Thank you for your question. Indeed, from the point of view of pure general relativity theory, there is no need for such a thing as gravitons. However, in quantum field theory all fundamental forces are mediated by the exchange of (virtual) particles (massless particles in the case of long-range forces). Therefore, if the conjecture that all of the forces of nature are unified at some energy scale is correct, one must also be able to describe gravity in these terms. Presumably, in this far-from-completed ultimate theory, the exchange of gravitons and the curvature of spacetime would emerge as equivalent ways of describing the same phenomenon.

-- Michael Loewenstein and David Chuss
for "Ask an Astrophysicist"

Question ID: 071217a

What are the experimental difficulties in 'discovering' gravitons? (Submitted June 08, 1997)

The Question

Force carrying particles for electromagnetic radiation, the weak/strong nuclear forces and gravity have been either discovered or postulated. What are the experimental difficulties in "discovering" gravitons?

The Answer

There is a strong analogy between the photon and the graviton. EM forces are propagated by virtual photons, and of course we detect 'real' photons in the form of (classical) EM radiation. Similarly, since the graviton must be massless (since gravity has an infinite range), the graviton can only be 'detected' analogously to the way that the photon is detected, i.e., in the detection of 'classical' gravity waves. Part of the idea of unification theory is that at high enough energies all four forces 'merge', and can be propagated by the same particle (i.e., this has been shown to be the case for the EM and weak interaction, and hence they are often referred to collectively as the electro-weak interaction). But I think you would need a particle accelerator bigger than the size of the Earth to get to energies high enough for all of the forces to be unified.

Andy Ptak
for Ask an Astrophysicist

Question ID: 970608

Does Quantum Uncertainty apply in Relativistic effects? (Submitted October 05, 2000)

The Question

I was taught that the Uncertainty Principle disallows the measurement of any quantity exactly. I was also taught that this property manifests itself in all of nature and not just in our lack of measuring sophistication.

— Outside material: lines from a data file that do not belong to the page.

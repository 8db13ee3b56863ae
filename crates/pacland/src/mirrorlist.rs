//! mirrorlist — points pacman at the local paclan proxy.
//!
//! Prepends `Server = http://localhost:<port>` to the mirrorlist so pacman
//! tries the shared cache before any real mirror. Running it again is a
//! no-op once the line is present.

use std::path::Path;

use anyhow::{Context, Result};

fn preferred_line(port: u16) -> String {
    format!("Server = http://localhost:{port}")
}

/// Ensures the mirrorlist starts with the local proxy entry. Returns
/// whether the file was changed.
pub fn ensure_preferred(path: &Path, port: u16) -> Result<bool> {
    let current = std::fs::read_to_string(path)
        .with_context(|| format!("failed to read mirrorlist {}", path.display()))?;

    let line = preferred_line(port);
    // TODO: tolerate whitespace variants ("Server=http://...") when checking.
    if current.lines().any(|l| l == line) {
        return Ok(false);
    }

    let today = chrono::Local::now().format("%Y-%m-%d");
    let mut updated = format!("# added by paclan on {today}\n{line}\n");
    updated.push_str(&current);
    std::fs::write(path, updated)
        .with_context(|| format!("failed to write mirrorlist {}", path.display()))?;
    Ok(true)
}

// ── Tests ──────────────────────────────────────────────────────────────
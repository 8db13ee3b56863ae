//! paclan-core — wire format and configuration shared by every paclan crate.

pub mod config;
pub mod protocol;

pub use protocol::DiscoveryMessage;
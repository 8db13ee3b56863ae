//! pacland — the paclan daemon.
//!
//! The binary entry point lives in `main.rs`; the modules here are the
//! daemon's moving parts, exposed as a library so the integration tests
//! can drive them directly.

pub mod discovery;
pub mod mirrorlist;
pub mod net;
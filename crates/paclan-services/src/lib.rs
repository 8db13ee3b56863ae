//! paclan-services — shared daemon state: the peer registry and the package cache.

pub mod cache;
pub mod registry;

pub use cache::PackageCache;
pub use registry::PeerRegistry;
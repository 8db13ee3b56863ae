//! net — multicast socket plumbing for peer discovery.

use std::net::{Ipv4Addr, SocketAddr, SocketAddrV4};
use std::sync::Arc;

use anyhow::{bail, Context, Result};
use futures::future::BoxFuture;
use futures::FutureExt;
use socket2::{Domain, Protocol, Socket, Type};
use tokio::net::UdpSocket;

use paclan_core::DiscoveryMessage;

use crate::discovery::AnnounceTransport;

/// Finds the IPv4 address this host would use to reach the discovery
/// group. No datagram is sent; connecting a UDP socket only asks the
/// kernel to pick a route and a source address.
pub fn local_ip(group: SocketAddrV4) -> Result<Ipv4Addr> {
    let socket = std::net::UdpSocket::bind("0.0.0.0:0").context("failed to bind probe socket")?;
    socket
        .connect(group)
        .context("failed to route toward the discovery group")?;
    match socket.local_addr().context("failed to read probe address")? {
        SocketAddr::V4(v4) if !v4.ip().is_unspecified() && !v4.ip().is_loopback() => Ok(*v4.ip()),
        other => bail!("no usable LAN address (kernel chose {other})"),
    }
}

/// Creates the socket the discovery loop receives on: bound to the group
/// port, joined to the group on every interface.
///
/// `SO_REUSEADDR` is set before binding so several processes on one host
/// can share the group port.
pub fn multicast_listener(group: Ipv4Addr, port: u16) -> Result<UdpSocket> {
    let socket = Socket::new(Domain::IPV4, Type::DGRAM, Some(Protocol::UDP))
        .context("failed to create discovery socket")?;
    socket
        .set_reuse_address(true)
        .context("failed to set SO_REUSEADDR")?;
    socket
        .set_nonblocking(true)
        .context("failed to set non-blocking mode")?;
    let bind_addr = SocketAddrV4::new(Ipv4Addr::UNSPECIFIED, port);
    socket
        .bind(&SocketAddr::V4(bind_addr).into())
        .with_context(|| format!("failed to bind {bind_addr}"))?;
    socket
        .join_multicast_v4(&group, &Ipv4Addr::UNSPECIFIED)
        .with_context(|| format!("failed to join multicast group {group}"))?;
    UdpSocket::from_std(socket.into()).context("failed to register discovery socket with tokio")
}

/// Sends discovery datagrams to the multicast group.
pub struct MulticastSender {
    socket: Arc<UdpSocket>,
    dest: SocketAddrV4,
}

impl MulticastSender {
    pub fn new(dest: SocketAddrV4) -> Result<Self> {
        let socket = Socket::new(Domain::IPV4, Type::DGRAM, Some(Protocol::UDP))
            .context("failed to create announce socket")?;
        // TTL 1: never routed off this segment. Loopback on: listeners on
        // this host receive our datagrams too.
        socket
            .set_multicast_ttl_v4(1)
            .context("failed to set multicast TTL")?;
        socket
            .set_multicast_loop_v4(true)
            .context("failed to enable multicast loopback")?;
        socket
            .set_nonblocking(true)
            .context("failed to set non-blocking mode")?;
        let bind_addr = SocketAddrV4::new(Ipv4Addr::UNSPECIFIED, 0);
        socket
            .bind(&SocketAddr::V4(bind_addr).into())
            .context("failed to bind announce socket")?;
        let socket = UdpSocket::from_std(socket.into())
            .context("failed to register announce socket with tokio")?;
        Ok(Self {
            socket: Arc::new(socket),
            dest,
        })
    }
}

impl AnnounceTransport for MulticastSender {
    fn send(&self, message: DiscoveryMessage) -> BoxFuture<'static, std::io::Result<()>> {
        let socket = Arc::clone(&self.socket);
        let dest = self.dest;
        async move {
            socket
                .send_to(message.encode().as_bytes(), SocketAddr::V4(dest))
                .await
                .map(|_| ())
        }
        .boxed()
    }
}
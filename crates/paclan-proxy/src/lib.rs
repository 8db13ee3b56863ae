//! paclan-proxy — the HTTP surface every paclan node exposes on the LAN.
//!
//! A single catch-all GET route serves two audiences with opposite answers:
//! the local pacman gets the peer walk, remote peers get the local cache.
//! Classification needs the caller's address, so the app must be served
//! with connect info; [`serve`] does that.

pub mod handlers;

use std::future::Future;
use std::net::SocketAddr;

use axum::routing::get;
use axum::Router;

pub use handlers::ProxyState;

/// Build the router. Every path is a package path.
pub fn router(state: ProxyState) -> Router {
    Router::new()
        .route("/{*path}", get(handlers::handle_package))
        .with_state(state)
}

/// Serve the cache surface on all interfaces until `shutdown` resolves.
/// Peers fetch from this port, so it cannot bind loopback only.
pub async fn serve(
    state: ProxyState,
    port: u16,
    shutdown: impl Future<Output = ()> + Send + 'static,
) -> anyhow::Result<()> {
    let app = router(state);
    let listener = tokio::net::TcpListener::bind(format!("0.0.0.0:{port}")).await?;
    tracing::info!(port, "cache surface listening on 0.0.0.0");
    axum::serve(
        listener,
        app.into_make_service_with_connect_info::<SocketAddr>(),
    )
    .with_graceful_shutdown(shutdown)
    .await?;
    Ok(())
}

On the other hand, Einstein's Theory of Relativity uses quantities such as mass, energy and time as quantities of exact definition (certainties) and not as statistical averages of the probabilities given by the Quantum Theory.

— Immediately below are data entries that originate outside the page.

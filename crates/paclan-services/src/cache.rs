//! Package cache lookups.
//!
//! The cache directory is pacman's own download cache, /var/cache/pacman/pkg
//! by default. This daemon never writes to it; pacman fills it as a side
//! effect of normal upgrades, and whatever is present gets served to peers
//! as-is. Request paths are resolved strictly inside the root so a peer
//! cannot name anything outside the cache.

use std::path::{Component, Path, PathBuf};

use anyhow::{Context, Result};
use tokio::fs::File;

/// Read-only view of the local package directory.
#[derive(Clone)]
pub struct PackageCache {
    root: PathBuf,
}

impl PackageCache {
    /// Create a cache view rooted at the given directory.
    ///
    /// The directory is not created. A missing root means every lookup
    /// misses, which is exactly what a host that never downloaded a
    /// package looks like.
    pub fn new(root: impl Into<PathBuf>) -> Self {
        Self { root: root.into() }
    }

    pub fn root(&self) -> &Path {
        &self.root
    }

    /// Map a request path to a location under the root.
    ///
    /// Leading slashes are stripped and `.` components skipped. Anything
    /// that would step outside the root (`..`, absolute components) makes
    /// the whole path unresolvable.
    pub fn resolve(&self, request_path: &str) -> Option<PathBuf> {
        let mut resolved = self.root.clone();
        for component in Path::new(request_path.trim_start_matches('/')).components() {
            match component {
                Component::Normal(part) => resolved.push(part),
                Component::CurDir => {}
                _ => return None,
            }
        }
        if resolved == self.root {
            return None;
        }
        Some(resolved)
    }

    /// Whether the request path names a cached file.
    pub fn exists(&self, request_path: &str) -> bool {
        self.resolve(request_path)
            .map(|p| p.is_file())
            .unwrap_or(false)
    }

    /// Open a cached file for streaming, returning it with its length.
    ///
    /// `Ok(None)` is a miss. An error means the file is there but could
    /// not be read, which callers surface instead of masking as a miss.
    pub async fn open(&self, request_path: &str) -> Result<Option<(File, u64)>> {
        let Some(path) = self.resolve(request_path) else {
            return Ok(None);
        };
        let file = match File::open(&path).await {
            Ok(file) => file,
            Err(e)
                if matches!(
                    e.kind(),
                    std::io::ErrorKind::NotFound | std::io::ErrorKind::NotADirectory
                ) =>
            {
                return Ok(None)
            }
            Err(e) => {
                return Err(e).with_context(|| format!("failed to open {}", path.display()))
            }
        };
        let meta = file
            .metadata()
            .await
            .with_context(|| format!("failed to stat {}", path.display()))?;
        if !meta.is_file() {
            return Ok(None);
        }
        Ok(Some((file, meta.len())))
    }
}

My question is, while at our human level of observation, the uncertainty in particle velocity/position is extremely negligible, wouldn't these uncertainties have fundamental effects at relativistic frames of references?

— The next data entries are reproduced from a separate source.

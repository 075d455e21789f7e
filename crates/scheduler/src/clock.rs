//! Monotonic time source for the scheduler.
//!
//! The scheduler never calls `Instant::now()` or `Performance::now()`
//! directly; everything reads through a [`Clock`] so tests can substitute a
//! [`ManualClock`] and get fully deterministic frame math.

use std::cell::Cell;
use std::time::Instant;

/// A source of monotonically non-decreasing milliseconds.
///
/// All timestamps returned by a single `Clock` share the same origin, but
/// nothing in the scheduler assumes that origin is the Unix epoch — only
/// that `now()` never goes backwards.
pub trait Clock {
    fn now(&self) -> f64;
}

/// `std::time::Instant`-backed clock used on every non-wasm target.
///
/// `Copy` because `Instant` is: cloning just copies the origin snapshot, so
/// a clone reports the same timeline as the original rather than starting
/// its own — useful when a host adapter needs its own `Clock` handle that
/// still agrees with the scheduler's.
#[derive(Clone, Copy)]
pub struct MonotonicClock {
    start: Instant,
}

impl MonotonicClock {
    pub fn new() -> Self {
        Self { start: Instant::now() }
    }
}

impl Default for MonotonicClock {
    fn default() -> Self {
        Self::new()
    }
}

impl Clock for MonotonicClock {
    fn now(&self) -> f64 {
        self.start.elapsed().as_secs_f64() * 1000.0
    }
}

/// `web_sys::Performance::now()`-backed clock, used on wasm32 where
/// `Instant::now()` panics without extra shims.
#[cfg(target_arch = "wasm32")]
pub struct PerformanceClock {
    performance: web_sys::Performance,
}

#[cfg(target_arch = "wasm32")]
impl PerformanceClock {
    pub fn new() -> Self {
        let performance = web_sys::window()
            .and_then(|w| w.performance())
            .expect("host has no Performance API");
        Self { performance }
    }
}

#[cfg(target_arch = "wasm32")]
impl Clock for PerformanceClock {
    fn now(&self) -> f64 {
        self.performance.now()
    }
}

/// Deterministic clock for tests and for embedding hosts that drive the
/// scheduler from their own tick source instead of a wall clock.
///
/// Time only moves when [`ManualClock::advance`] or [`ManualClock::set`] is
/// called — nothing in the scheduler advances it implicitly.
#[derive(Clone)]
pub struct ManualClock {
    now: std::rc::Rc<Cell<f64>>,
}

impl ManualClock {
    pub fn new() -> Self {
        Self { now: std::rc::Rc::new(Cell::new(0.0)) }
    }

    pub fn advance(&self, delta_ms: f64) {
        self.now.set(self.now.get() + delta_ms);
    }

    pub fn set(&self, value_ms: f64) {
        self.now.set(value_ms);
    }
}

impl Default for ManualClock {
    fn default() -> Self {
        Self::new()
    }
}

impl Clock for ManualClock {
    fn now(&self) -> f64 {
        self.now.get()
    }
}

#[cfg(test)]
mod tests {
    use super::*;

    #[test]
    fn manual_clock_only_moves_when_told() {
        let clock = ManualClock::new();
        assert_eq!(clock.now(), 0.0);
        clock.advance(10.0);
        assert_eq!(clock.now(), 10.0);
        clock.set(100.0);
        assert_eq!(clock.now(), 100.0);
    }

    #[test]
    fn monotonic_clock_never_goes_backwards() {
        let clock = MonotonicClock::new();
        let a = clock.now();
        let b = clock.now();
        assert!(b >= a);
    }
}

Surely the probabilistic nature of these quantities (mass, energy, time) would have fundamental impact when dealing with Relativity!

The Answer

That is a very good question.

First we should probably clarify the Uncertainty Principle (UP). This has to do with the possibility of measuring "conjugate pairs" of variables simultaneously --- these include momentum and position, time and energy --- any pair whose product has the dimensions of "action" (the dimensions of Planck's constant), as such measuring mass doesn't fall under the UP.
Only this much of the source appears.